Service (?) Contracts

neilh on 2009-12-16T09:52:39

So two days ago, I get back from dropping the kids off at school to find that there's a large wet stain on the ceiling of the hall. The carpet in the bottom of the boiler cupboard is sodden.

Conclusion: the boiler is leaking.

I ring the letting agency. Jessica is very friendly and helpful and a little while later I get a call from a service company. Their man will call later that day. Result

But...

It turns out that their man ins only a plumber and is not CORGI registered and can't work on gas boilers. So he needs to escalate it to a heating engineer. He does this at ~3pm two days ago, saying (to me) that someone should phone me to arrange a time for the engineer to call. I pass this on to Jessica.

After a couple of hours, no phone call. So Jessica chases them. Nothing.
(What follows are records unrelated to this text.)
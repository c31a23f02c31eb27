#![cfg(feature = "aliyun")]

use fanyi::aliyun::Client;
use fanyi::config::FileConfig;
use fanyi::credentials::AccessKey;
use fanyi::{Error, ErrorKind, Lang, Translator};
use serde_json::json;
use wiremock::matchers::{header, header_exists, method, path, query_param};
use wiremock::{Mock, MockServer, ResponseTemplate};

fn client(server: &MockServer) -> Client {
    Client::builder()
        .access_key(AccessKey::new("LTAI-test", "secret"))
        .endpoint(server.uri())
        .build()
        .unwrap()
}

#[tokio::test]
async fn translate_general() {
    let server = MockServer::start().await;
    Mock::given(method("GET"))
        .and(path("/"))
        .and(header("x-acs-action", "TranslateGeneral"))
        .and(header("x-acs-version", "2018-10-12"))
        .and(header_exists("authorization"))
        .and(query_param("SourceText", "Hello"))
        .and(query_param("SourceLanguage", "auto"))
        .and(query_param("TargetLanguage", "zh"))
        .and(query_param("FormatType", "text"))
        .and(query_param("Scene", "general"))
        .respond_with(ResponseTemplate::new(200).set_body_json(json!({
            "RequestId": "86C3A7F6-0FD6-4E8B-8A56-2DD1B4F8E5A2",
            "Data": { "WordCount": "5", "Translated": "你好" },
            "Code": "200"
        })))
        .expect(1)
        .mount(&server)
        .await;

    let res = client(&server)
        .translate("Hello", Lang::Auto, Lang::Zh)
        .await
        .unwrap();
    assert_eq!(res, "你好");
}

#[tokio::test]
async fn professional_scene_uses_translate_action() {
    let server = MockServer::start().await;
    Mock::given(method("GET"))
        .and(header("x-acs-action", "Translate"))
        .and(query_param("Scene", "title"))
        .respond_with(ResponseTemplate::new(200).set_body_json(json!({
            "RequestId": "r",
            "Data": { "WordCount": "5", "Translated": "标题" },
            "Code": "200"
        })))
        .expect(1)
        .mount(&server)
        .await;

    let client = Client::builder()
        .access_key(AccessKey::new("LTAI-test", "secret"))
        .endpoint(server.uri())
        .scene("title")
        .build()
        .unwrap();
    let res = client.translate("Title", Lang::En, Lang::Zh).await.unwrap();
    assert_eq!(res, "标题");
}

#[tokio::test]
async fn batch_is_aligned_with_input() {
    let server = MockServer::start().await;
    Mock::given(method("GET"))
        .and(header("x-acs-action", "GetBatchTranslate"))
        .and(query_param("SourceText", r#"{"0":"a","1":"b","2":"c"}"#))
        .and(query_param("ApiType", "translate_standard"))
        .respond_with(ResponseTemplate::new(200).set_body_json(json!({
            "Code": 200,
            "RequestId": "r",
            "TranslatedList": [
                { "index": "1", "code": "200", "translated": "乙", "wordCount": "1" },
                { "index": "2", "code": "200", "translated": "丙", "wordCount": "1" },
                { "index": "0", "code": "200", "translated": "甲", "wordCount": "1" }
            ]
        })))
        .expect(1)
        .mount(&server)
        .await;

    let client = client(&server);
    let batch = client.as_batch().unwrap();
    let res = batch
        .translate_batch(&["a", "b", "c"], Lang::Auto, Lang::Zh)
        .await
        .unwrap();
    assert_eq!(res, ["甲", "乙", "丙"]);
}

#[tokio::test]
async fn gateway_error() {
    let server = MockServer::start().await;
    Mock::given(method("GET"))
        .respond_with(ResponseTemplate::new(404).set_body_json(json!({
            "RequestId": "r",
            "HostId": "mt.aliyuncs.com",
            "Code": "InvalidAccessKeyId.NotFound",
            "Message": "Specified access key is not found.",
            "Recommend": "https://api.aliyun.com/troubleshoot?q=InvalidAccessKeyId.NotFound"
        })))
        .mount(&server)
        .await;

    let e = client(&server)
        .translate("Hello", Lang::Auto, Lang::Zh)
        .await
        .unwrap_err();
    assert!(matches!(e, Error::Provider { ref code, .. } if code == "InvalidAccessKeyId.NotFound"));
}

#[tokio::test]
async fn missing_translated() {
    let server = MockServer::start().await;
    Mock::given(method("GET"))
        .respond_with(ResponseTemplate::new(200).set_body_json(json!({
            "RequestId": "r",
            "Data": { "WordCount": "5" },
            "Code": "200"
        })))
        .mount(&server)
        .await;

    let e = client(&server)
        .translate("Hello", Lang::Auto, Lang::Zh)
        .await
        .unwrap_err();
    assert_eq!(e.kind(), ErrorKind::MalformedResponse);
}

#[tokio::test]
async fn too_long_text_is_rejected_locally() {
    let server = MockServer::start().await;
    Mock::given(method("GET"))
        .respond_with(ResponseTemplate::new(200))
        .expect(0)
        .mount(&server)
        .await;

    let text = "a".repeat(fanyi::aliyun::MAX_CHARS + 1);
    let e = client(&server)
        .translate(&text, Lang::Auto, Lang::Zh)
        .await
        .unwrap_err();
    assert_eq!(e.kind(), ErrorKind::InvalidRequest);
}

#[tokio::test]
async fn detect_language() {
    let server = MockServer::start().await;
    Mock::given(method("GET"))
        .and(header("x-acs-action", "GetDetectLanguage"))
        .and(query_param("SourceText", "中文"))
        .respond_with(ResponseTemplate::new(200).set_body_json(json!({
            "RequestId": "r",
            "DetectedLanguage": "zh",
            "LanguageProbabilities": "zh:1.0"
        })))
        .mount(&server)
        .await;

    assert_eq!(client(&server).detect_language("中文").await.unwrap(), "zh");
}

#[tokio::test]
#[ignore]
async fn translate_live() {
    let conf = FileConfig::from_file("tests/aliyun/config.toml").unwrap();
    let client = Client::from_config(conf.aliyun.unwrap()).unwrap();
    let res = client
        .translate("test first line.\ntest second line.", Lang::Auto, Lang::Zh)
        .await;
    match res {
        Ok(s) => println!("[success] res:\n{s}"),
        Err(e) => println!("[error] {e:#?}"),
    }

    let res = client.detect_language("中文").await;
    match res {
        Ok(s) => println!("[success] res: {s}"),
        Err(e) => println!("[error] {e:#?}"),
    }
}
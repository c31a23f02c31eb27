//! Signing helpers shared by the vendor clients in `fanyi`.

mod error;
pub use error::Error;

pub mod helper;
pub mod open_api_sign;
pub mod tc3_sign;
pub mod volc_sign;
The next morning, I let Jessica know that I've heard nothing, and she chases again. A little later I get a phone call from a guy from another service company. He tells me that they'll send someone "tomorrow" (i.e. today). Given that we're had no heating for more than 24 hours now, I ask if there's any chance of it being the same day (yesterday) He very officiously tells me that they guarantee a next day call out service and they only got the fax this morning, and the engineer will phone me between 8-8:30 to arrange a time to call.

Conclusions:

  1. If you're renting and suffer a breakdown like this, you are more or less powerless as it sounds like there are two separate companies between me and the engineer
  2. I'm not sure why it'd called a service contract, when that word is patently not being supplied


An update

neilh on 2009-12-16T11:51:45

Heating engineer just left having tightened up the offending part (with a wrench whereas the plumber said should only be hand tight).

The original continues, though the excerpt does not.